The cleric, who is known for his progressive interpretations of Islamic religious law, called on all those concerned about the death penalty not to look at the sanction's effect on the individual but to consider its effect on the society as a whole. ''Islamic law protects the life of human beings in a way that balances the rights of the individual with the rights of the society. Islam has laws to protect the society from the individual, to avoid crime and social problems," he said. Thus, he said, Islam permitted executions on the principle of "a life for a life."

He listed the three crimes that merit the death penalty in Islam: First, in cases of premeditated murder, he said that the parents of the victim could ask the government to carry out the death penalty, but the method of punishment should be proportionate to the crime. This is explained in many verses of the Koran, he added.

"We read in the life of Imam Ali that before he died from an assassin's sword, he ordered his cousins to strike his killer with a sword once for his killer had struck him once," he said.

The second case where the death penalty can be applied is when a criminal's activities threaten or corrupt his society and undermine its security, like highway robbers, Fadlallah said, adding that in Islam, these people are called the corruptors of the earth.

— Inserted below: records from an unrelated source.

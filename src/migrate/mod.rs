//! Migration Orchestrator
//!
//! Drives a run through its phases and decides the final [`MigrationResult`]:
//!
//! ```text
//! Start -> Listing -> Converting -> Done                                  (validate)
//! Start -> Listing -> Converting -> Pausing -> Writing -> Resuming -> Done (migrate)
//! ```
//!
//! Any phase after pausing may end in `Aborted` when networking cannot be
//! confirmed resumed. Retry is only reported when nothing is left paused.

use crate::datastore::{Datastore, ModernIdentities};
use crate::datastore::http::describe_error;
use crate::error::AccessError;
use crate::report::{MigrationReport, ReportBuilder};
use crate::resource::{self, ModernResource};
use crate::status::StatusPrinter;
use std::fmt;
use tracing::Instrument;

/// Outcome of a whole run
#[derive(Debug, Clone, Copy, PartialEq, Eq)]
pub enum MigrationResult {
    Ok,
    /// Failed with nothing left in an unsafe state
    Fail,
    /// Failed after pausing, but networking was resumed; rerun the command
    FailNeedsRetry,
    /// Networking may still be paused; run `abort` before anything else
    FailNeedsAbort,
}

impl MigrationResult {
    pub fn is_ok(&self) -> bool {
        matches!(self, Self::Ok)
    }
}

impl fmt::Display for MigrationResult {
    fn fmt(&self, f: &mut fmt::Formatter<'_>) -> fmt::Result {
        f.write_str(match self {
            Self::Ok => "ok",
            Self::Fail => "fail",
            Self::FailNeedsRetry => "fail (retry)",
            Self::FailNeedsAbort => "fail (abort)",
        })
    }
}

/// Orchestrator state
#[derive(Debug, Clone, Copy, PartialEq, Eq)]
pub enum Phase {
    Start,
    Listing,
    Converting,
    Pausing,
    Writing,
    Resuming,
    Done,
    Aborted,
}

impl fmt::Display for Phase {
    fn fmt(&self, f: &mut fmt::Formatter<'_>) -> fmt::Result {
        f.write_str(match self {
            Self::Start => "start",
            Self::Listing => "listing",
            Self::Converting => "converting",
            Self::Pausing => "pausing",
            Self::Writing => "writing",
            Self::Resuming => "resuming",
            Self::Done => "done",
            Self::Aborted => "aborted",
        })
    }
}

/// Per-run settings
#[derive(Debug, Clone, Copy, Default)]
pub struct RunOptions {
    /// Skip the v3 collision check and overwrite common identities
    pub ignore_existing_v3: bool,
    /// Print progress lines to stdout
    pub display_status: bool,
}

type Outcome = (Option<MigrationReport>, MigrationResult);

/// One orchestrator run
struct Run<'a> {
    datastore: &'a dyn Datastore,
    options: RunOptions,
    status: StatusPrinter,
    phase: Phase,
}

impl<'a> Run<'a> {
    fn new(datastore: &'a dyn Datastore, options: &RunOptions) -> Self {
        Self {
            datastore,
            options: *options,
            status: StatusPrinter::new(options.display_status),
            phase: Phase::Start,
        }
    }

    fn enter(&mut self, phase: Phase) {
        tracing::info!(from = %self.phase, to = %phase, "phase change");
        self.phase = phase;
    }

    fn finish(&mut self, report: Option<MigrationReport>, result: MigrationResult) -> Outcome {
        let terminal = if result == MigrationResult::FailNeedsAbort {
            Phase::Aborted
        } else {
            Phase::Done
        };
        self.enter(terminal);
        tracing::info!(%result, "run finished");
        (report, result)
    }

    /// List both datastores and convert everything
    async fn list_and_convert(&mut self) -> Result<MigrationReport, AccessError> {
        self.enter(Phase::Listing);
        self.status.print("Reading Calico v1 data");
        let legacy = self.datastore.list_all_legacy().await?;

        let existing: Option<ModernIdentities> = if self.options.ignore_existing_v3 {
            None
        } else {
            self.status.print("Checking for existing Calico v3 data");
            Some(self.datastore.list_all_modern().await?)
        };

        self.enter(Phase::Converting);
        self.status.print("Converting v1 data to v3 format");
        let mut builder = ReportBuilder::new();
        for record in &legacy {
            builder.record(resource::convert(record, existing.as_ref(), self.options.ignore_existing_v3));
        }
        let report = builder.finalize();
        tracing::info!(
            records = legacy.len(),
            converted = report.converted_count(),
            skipped = report.skipped_count(),
            failed = report.error_count(),
            "conversion complete"
        );
        Ok(report)
    }

    async fn validate(mut self) -> Outcome {
        let report = match self.list_and_convert().await {
            Ok(report) => report,
            Err(err) => {
                self.status.print(&format!("Unable to read Calico data: {}", err));
                return self.finish(None, MigrationResult::Fail);
            }
        };

        let result = if report.has_errors() {
            MigrationResult::Fail
        } else {
            self.status.print("Data conversion validated successfully");
            MigrationResult::Ok
        };
        self.finish(Some(report), result)
    }

    async fn migrate(mut self) -> Outcome {
        let mut report = match self.list_and_convert().await {
            Ok(report) => report,
            Err(err) => {
                self.status.print(&format!("Unable to read Calico data: {}", err));
                return self.finish(None, MigrationResult::Fail);
            }
        };

        if report.has_errors() {
            self.status.print("Conversion errors found, no data has been migrated");
            return self.finish(Some(report), MigrationResult::Fail);
        }

        self.enter(Phase::Pausing);
        self.status.print("Pausing Calico networking");
        if let Err(err) = self.datastore.pause_networking().await {
            self.status.print(&format!("Unable to pause Calico networking: {}", err));
            // The pause may have partly landed; undo it if we can
            if let Err(err) = self.datastore.resume_networking().await {
                tracing::warn!("Resume after failed pause also failed: {}", err);
            }
            return self.finish(Some(report), MigrationResult::FailNeedsRetry);
        }

        self.enter(Phase::Writing);
        self.status.print("Storing v3 data");
        let resources: Vec<ModernResource> = report.converted().cloned().collect();
        for (index, resource) in resources.iter().enumerate() {
            if let Err(err) = self.datastore.write_modern(resource).await {
                tracing::error!(written = index, "{}", err);
                self.status.print(&format!("Error writing v3 data for {}", err.id));
                report.mark_write_failure(index, &describe_error(&err.source));

                self.enter(Phase::Resuming);
                self.status.print("Resuming Calico networking");
                let result = match self.datastore.resume_networking().await {
                    Ok(()) => MigrationResult::FailNeedsRetry,
                    Err(err) => {
                        self.status.print(&format!("Unable to resume Calico networking: {}", err));
                        MigrationResult::FailNeedsAbort
                    }
                };
                return self.finish(Some(report), result);
            }
        }

        self.enter(Phase::Resuming);
        self.status.print("Resuming Calico networking");
        if let Err(err) = self.datastore.resume_networking().await {
            self.status.print(&format!("Unable to resume Calico networking: {}", err));
            return self.finish(Some(report), MigrationResult::FailNeedsAbort);
        }

        self.status.print("Data migration completed successfully");
        self.finish(Some(report), MigrationResult::Ok)
    }

    async fn abort(mut self) -> MigrationResult {
        self.enter(Phase::Resuming);
        self.status.print("Resuming Calico networking");
        let result = match self.datastore.resume_networking().await {
            Ok(()) => MigrationResult::Ok,
            Err(err) => {
                self.status.print(&format!("Unable to resume Calico networking: {}", err));
                MigrationResult::Fail
            }
        };
        self.finish(None, result).1
    }
}

fn run_span(operation: &'static str) -> tracing::Span {
    let run_id = uuid::Uuid::new_v4();
    tracing::info_span!("run", %run_id, operation)
}

/// Convert all v1 data without writing anything
///
/// The result is only ever [`MigrationResult::Ok`] or [`MigrationResult::Fail`].
/// The report is absent when the datastores could not be read.
pub async fn run_validation(datastore: &dyn Datastore, options: &RunOptions) -> Outcome {
    Run::new(datastore, options)
        .validate()
        .instrument(run_span("validate"))
        .await
}

/// Convert all v1 data and write it to the v3 datastore
///
/// Writes happen with networking paused, one resource at a time in report
/// order. Once paused, the run always tries to resume before returning.
pub async fn run_migration(datastore: &dyn Datastore, options: &RunOptions) -> Outcome {
    Run::new(datastore, options)
        .migrate()
        .instrument(run_span("migrate"))
        .await
}

/// Resume networking after a run that ended in [`MigrationResult::FailNeedsAbort`]
pub async fn run_abort(datastore: &dyn Datastore, options: &RunOptions) -> MigrationResult {
    Run::new(datastore, options)
        .abort()
        .instrument(run_span("abort"))
        .await
}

The third case is homosexuality, which has a "negative impact on the normal relationship between a man and a woman," he said.

Fadlallah said that forgiveness and tolerance were not for the state to grant, but for the parents of the victim as they were the ones who had been wronged. This would prevent vendettas between the family of the victim and the family of the killer, as happens now.

However, if the offender's crime was against society rather than individuals, forgiveness would be abused by the criminal and society would degenerate into chaos, he said, as the lack of an effective deterrent would give criminals free rein. On the possibility of reforming and rehabilitating criminals, Fadlallah said "if we take this idea seriously, we should build hospitals not jails." People who favor the idea of rehabilitation, he said, were not thinking objectively.

"Many things in society cannot be treated by medicines, they need surgery," he said, "and this is what Islamic penalties like cutting off hands and jailing to protect society are: they deter other criminals." Fadlallah criticized those who he said sympathized too much with the criminal and neglected the rest of society; civilizations throughout history have legalized penalties which put the interests of the society above the interests of the individual, he said. "I think that replacing execution with life imprisonment is like a daily execution for a person, because emotional, social and family life, true living, is impossible," he said.